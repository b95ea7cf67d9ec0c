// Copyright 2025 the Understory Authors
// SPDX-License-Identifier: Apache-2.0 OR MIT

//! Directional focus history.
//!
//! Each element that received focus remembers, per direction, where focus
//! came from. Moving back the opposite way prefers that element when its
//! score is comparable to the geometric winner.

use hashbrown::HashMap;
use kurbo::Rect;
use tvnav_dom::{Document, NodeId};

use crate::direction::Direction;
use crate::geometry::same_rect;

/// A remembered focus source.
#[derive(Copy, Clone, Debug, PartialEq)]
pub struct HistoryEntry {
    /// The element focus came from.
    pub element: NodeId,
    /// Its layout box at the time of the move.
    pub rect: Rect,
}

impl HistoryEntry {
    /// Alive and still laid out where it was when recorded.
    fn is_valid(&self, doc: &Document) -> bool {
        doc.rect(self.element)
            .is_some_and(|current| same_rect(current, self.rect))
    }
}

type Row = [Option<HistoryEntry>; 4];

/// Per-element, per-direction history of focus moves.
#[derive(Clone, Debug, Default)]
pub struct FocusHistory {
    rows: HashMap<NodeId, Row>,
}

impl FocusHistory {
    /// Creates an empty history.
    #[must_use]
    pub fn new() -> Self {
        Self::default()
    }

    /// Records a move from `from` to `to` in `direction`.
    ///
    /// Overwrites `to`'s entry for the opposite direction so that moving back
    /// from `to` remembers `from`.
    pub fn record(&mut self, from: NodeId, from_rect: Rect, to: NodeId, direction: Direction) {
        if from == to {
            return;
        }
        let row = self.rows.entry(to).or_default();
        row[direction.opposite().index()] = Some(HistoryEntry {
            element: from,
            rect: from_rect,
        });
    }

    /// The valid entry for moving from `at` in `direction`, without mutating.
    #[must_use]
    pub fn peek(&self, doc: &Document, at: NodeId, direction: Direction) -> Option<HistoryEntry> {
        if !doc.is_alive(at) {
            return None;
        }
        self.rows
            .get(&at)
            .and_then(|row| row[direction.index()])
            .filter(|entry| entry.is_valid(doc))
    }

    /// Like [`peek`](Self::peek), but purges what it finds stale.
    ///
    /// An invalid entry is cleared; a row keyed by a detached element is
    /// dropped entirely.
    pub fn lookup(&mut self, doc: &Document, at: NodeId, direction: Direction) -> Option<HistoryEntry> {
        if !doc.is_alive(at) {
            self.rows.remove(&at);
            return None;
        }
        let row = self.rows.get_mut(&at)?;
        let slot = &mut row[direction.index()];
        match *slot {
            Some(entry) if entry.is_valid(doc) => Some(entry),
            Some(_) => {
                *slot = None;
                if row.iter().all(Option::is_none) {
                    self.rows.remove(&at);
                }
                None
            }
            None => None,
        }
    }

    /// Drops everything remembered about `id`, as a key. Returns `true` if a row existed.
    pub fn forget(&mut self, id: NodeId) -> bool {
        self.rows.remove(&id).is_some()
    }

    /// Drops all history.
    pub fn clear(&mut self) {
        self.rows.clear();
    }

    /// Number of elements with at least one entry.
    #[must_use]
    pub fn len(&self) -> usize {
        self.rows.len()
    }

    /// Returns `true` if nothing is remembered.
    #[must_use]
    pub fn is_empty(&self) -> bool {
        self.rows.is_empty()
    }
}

━━━━━━━━━━

> **PROBLEM DETAILS**:
Go through the entries. Report every line that contains the word "where".

> **TASK RESULT**:
//! Each element that received focus remembers, per direction, where focus
    /// Alive and still laid out where it was when recorded.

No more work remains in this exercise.